[Collected data entries]
*** Block opens ***

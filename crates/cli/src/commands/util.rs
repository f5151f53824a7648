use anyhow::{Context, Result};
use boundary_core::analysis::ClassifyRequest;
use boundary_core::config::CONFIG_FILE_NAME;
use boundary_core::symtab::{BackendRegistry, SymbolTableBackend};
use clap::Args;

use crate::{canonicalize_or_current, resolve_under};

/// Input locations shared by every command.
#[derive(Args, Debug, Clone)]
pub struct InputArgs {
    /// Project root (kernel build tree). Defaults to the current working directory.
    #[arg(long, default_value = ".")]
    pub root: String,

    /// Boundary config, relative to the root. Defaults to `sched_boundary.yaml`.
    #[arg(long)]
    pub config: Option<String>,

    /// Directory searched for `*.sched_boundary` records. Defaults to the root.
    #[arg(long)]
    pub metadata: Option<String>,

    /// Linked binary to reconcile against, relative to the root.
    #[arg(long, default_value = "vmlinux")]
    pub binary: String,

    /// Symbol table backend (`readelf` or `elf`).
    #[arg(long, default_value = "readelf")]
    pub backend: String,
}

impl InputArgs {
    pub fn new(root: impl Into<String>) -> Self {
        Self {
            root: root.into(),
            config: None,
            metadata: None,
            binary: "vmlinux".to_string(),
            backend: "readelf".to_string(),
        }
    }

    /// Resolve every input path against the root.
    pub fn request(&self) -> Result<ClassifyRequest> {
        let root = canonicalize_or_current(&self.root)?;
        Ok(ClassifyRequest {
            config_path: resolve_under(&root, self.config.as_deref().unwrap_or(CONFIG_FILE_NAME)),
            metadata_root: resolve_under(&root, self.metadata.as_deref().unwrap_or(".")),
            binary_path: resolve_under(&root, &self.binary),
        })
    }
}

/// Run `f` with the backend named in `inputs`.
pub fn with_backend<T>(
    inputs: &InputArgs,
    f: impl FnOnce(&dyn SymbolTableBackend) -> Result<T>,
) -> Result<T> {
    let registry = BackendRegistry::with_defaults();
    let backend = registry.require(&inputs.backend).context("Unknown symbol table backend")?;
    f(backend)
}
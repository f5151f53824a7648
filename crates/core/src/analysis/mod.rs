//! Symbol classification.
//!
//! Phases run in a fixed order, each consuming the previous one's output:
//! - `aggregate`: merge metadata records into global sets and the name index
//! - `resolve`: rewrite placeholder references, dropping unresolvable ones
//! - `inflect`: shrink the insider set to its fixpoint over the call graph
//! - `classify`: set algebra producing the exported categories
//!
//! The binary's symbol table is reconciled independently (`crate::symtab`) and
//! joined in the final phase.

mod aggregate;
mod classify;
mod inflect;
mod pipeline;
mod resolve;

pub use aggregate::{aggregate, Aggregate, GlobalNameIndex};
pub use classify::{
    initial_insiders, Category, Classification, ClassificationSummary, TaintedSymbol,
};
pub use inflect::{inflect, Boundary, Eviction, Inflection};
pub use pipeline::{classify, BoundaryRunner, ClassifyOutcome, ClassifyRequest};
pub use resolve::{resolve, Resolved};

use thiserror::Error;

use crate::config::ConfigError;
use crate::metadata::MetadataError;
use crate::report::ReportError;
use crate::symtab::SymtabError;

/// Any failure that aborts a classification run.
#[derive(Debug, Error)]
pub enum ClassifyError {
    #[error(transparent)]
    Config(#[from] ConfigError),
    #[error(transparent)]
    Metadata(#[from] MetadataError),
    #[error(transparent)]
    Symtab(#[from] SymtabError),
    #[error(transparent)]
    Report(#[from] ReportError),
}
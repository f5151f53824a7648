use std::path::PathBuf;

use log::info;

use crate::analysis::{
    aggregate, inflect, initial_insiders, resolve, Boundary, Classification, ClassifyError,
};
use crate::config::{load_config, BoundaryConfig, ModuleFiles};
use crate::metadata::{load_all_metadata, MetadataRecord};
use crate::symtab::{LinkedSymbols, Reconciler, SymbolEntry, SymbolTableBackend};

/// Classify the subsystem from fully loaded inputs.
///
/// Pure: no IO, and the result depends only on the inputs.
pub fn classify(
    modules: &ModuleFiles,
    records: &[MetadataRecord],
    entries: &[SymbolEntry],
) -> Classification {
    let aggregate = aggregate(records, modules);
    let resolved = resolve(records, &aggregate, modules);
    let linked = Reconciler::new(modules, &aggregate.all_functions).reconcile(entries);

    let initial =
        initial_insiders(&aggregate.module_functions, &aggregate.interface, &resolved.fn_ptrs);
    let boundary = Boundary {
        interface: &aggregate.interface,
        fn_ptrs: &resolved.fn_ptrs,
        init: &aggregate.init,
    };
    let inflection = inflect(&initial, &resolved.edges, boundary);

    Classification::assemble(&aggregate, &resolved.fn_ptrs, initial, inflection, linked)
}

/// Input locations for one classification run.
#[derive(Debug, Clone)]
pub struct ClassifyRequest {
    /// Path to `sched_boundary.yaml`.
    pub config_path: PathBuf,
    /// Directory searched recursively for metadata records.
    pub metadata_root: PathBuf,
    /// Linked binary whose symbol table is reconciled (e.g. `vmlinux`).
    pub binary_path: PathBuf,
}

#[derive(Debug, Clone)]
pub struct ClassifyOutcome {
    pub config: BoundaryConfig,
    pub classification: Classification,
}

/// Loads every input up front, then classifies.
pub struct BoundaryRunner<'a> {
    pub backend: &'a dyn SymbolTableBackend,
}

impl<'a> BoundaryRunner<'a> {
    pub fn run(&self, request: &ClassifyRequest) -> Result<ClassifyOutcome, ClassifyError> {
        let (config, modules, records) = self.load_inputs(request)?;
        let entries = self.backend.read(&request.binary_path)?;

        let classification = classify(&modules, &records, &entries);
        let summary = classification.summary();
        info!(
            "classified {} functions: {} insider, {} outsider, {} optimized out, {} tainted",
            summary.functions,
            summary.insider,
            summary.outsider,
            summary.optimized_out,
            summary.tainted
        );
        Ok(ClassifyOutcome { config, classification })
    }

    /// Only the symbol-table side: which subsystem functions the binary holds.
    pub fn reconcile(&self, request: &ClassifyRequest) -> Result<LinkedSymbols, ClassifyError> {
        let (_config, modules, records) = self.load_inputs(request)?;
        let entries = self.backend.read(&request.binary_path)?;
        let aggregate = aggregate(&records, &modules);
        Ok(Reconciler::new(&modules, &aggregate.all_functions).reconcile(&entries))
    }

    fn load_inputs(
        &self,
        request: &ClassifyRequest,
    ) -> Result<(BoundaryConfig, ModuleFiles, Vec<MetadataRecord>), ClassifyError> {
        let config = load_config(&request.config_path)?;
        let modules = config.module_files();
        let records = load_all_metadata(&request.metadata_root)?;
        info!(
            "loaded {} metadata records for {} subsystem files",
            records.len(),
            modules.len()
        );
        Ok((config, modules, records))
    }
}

*** Block closes ***
*** Block opens ***

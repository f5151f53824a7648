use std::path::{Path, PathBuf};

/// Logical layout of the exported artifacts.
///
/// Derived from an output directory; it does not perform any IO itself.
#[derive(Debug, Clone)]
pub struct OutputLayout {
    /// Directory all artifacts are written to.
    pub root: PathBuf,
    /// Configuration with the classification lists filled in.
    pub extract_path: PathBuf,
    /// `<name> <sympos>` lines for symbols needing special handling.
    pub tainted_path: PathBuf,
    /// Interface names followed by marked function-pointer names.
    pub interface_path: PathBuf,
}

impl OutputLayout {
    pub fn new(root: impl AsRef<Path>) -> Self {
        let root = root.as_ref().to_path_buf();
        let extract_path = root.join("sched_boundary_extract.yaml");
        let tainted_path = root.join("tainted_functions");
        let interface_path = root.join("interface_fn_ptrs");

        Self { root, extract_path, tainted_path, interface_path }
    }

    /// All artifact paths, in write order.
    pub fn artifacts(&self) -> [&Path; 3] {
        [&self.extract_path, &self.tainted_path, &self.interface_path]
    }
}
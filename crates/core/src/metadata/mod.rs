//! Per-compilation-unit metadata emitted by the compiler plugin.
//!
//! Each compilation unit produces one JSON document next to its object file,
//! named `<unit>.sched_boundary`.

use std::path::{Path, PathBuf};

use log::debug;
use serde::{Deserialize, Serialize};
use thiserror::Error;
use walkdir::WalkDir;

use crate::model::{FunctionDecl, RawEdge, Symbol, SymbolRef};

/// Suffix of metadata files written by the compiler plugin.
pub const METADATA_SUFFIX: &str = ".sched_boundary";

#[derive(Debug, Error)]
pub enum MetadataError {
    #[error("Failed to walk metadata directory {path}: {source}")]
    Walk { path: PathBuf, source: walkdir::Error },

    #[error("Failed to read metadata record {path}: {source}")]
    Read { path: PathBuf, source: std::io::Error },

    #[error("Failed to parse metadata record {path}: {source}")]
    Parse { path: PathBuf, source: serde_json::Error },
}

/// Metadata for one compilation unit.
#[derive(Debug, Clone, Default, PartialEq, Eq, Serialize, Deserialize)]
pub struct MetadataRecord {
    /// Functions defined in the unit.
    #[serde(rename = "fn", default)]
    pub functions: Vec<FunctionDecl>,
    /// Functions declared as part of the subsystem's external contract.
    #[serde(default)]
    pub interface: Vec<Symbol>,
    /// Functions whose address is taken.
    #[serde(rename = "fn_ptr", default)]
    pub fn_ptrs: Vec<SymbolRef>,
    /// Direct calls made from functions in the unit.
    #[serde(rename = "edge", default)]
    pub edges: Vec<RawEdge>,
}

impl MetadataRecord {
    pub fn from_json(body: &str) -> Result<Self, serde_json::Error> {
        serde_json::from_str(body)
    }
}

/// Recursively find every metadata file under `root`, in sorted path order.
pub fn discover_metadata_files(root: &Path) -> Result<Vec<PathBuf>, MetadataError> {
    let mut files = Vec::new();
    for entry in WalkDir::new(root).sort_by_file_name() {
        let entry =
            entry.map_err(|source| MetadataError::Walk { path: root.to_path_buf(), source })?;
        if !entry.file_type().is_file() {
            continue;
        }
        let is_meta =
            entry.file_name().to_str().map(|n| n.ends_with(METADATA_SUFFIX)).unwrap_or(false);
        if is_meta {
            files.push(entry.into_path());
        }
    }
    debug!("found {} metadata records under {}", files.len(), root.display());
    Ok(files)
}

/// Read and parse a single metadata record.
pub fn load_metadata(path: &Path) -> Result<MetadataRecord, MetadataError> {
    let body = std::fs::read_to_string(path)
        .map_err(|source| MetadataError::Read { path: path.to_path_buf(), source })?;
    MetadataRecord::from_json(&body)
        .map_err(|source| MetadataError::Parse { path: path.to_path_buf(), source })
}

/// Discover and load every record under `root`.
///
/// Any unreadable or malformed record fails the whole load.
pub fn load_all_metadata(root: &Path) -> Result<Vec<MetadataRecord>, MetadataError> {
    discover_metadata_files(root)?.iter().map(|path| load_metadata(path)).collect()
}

*** Block closes ***

Reproduce every line from the preceding data in which the word "against" can be found.

    /// Linked binary to reconcile against, relative to the root.
    /// Resolve every input path against the root.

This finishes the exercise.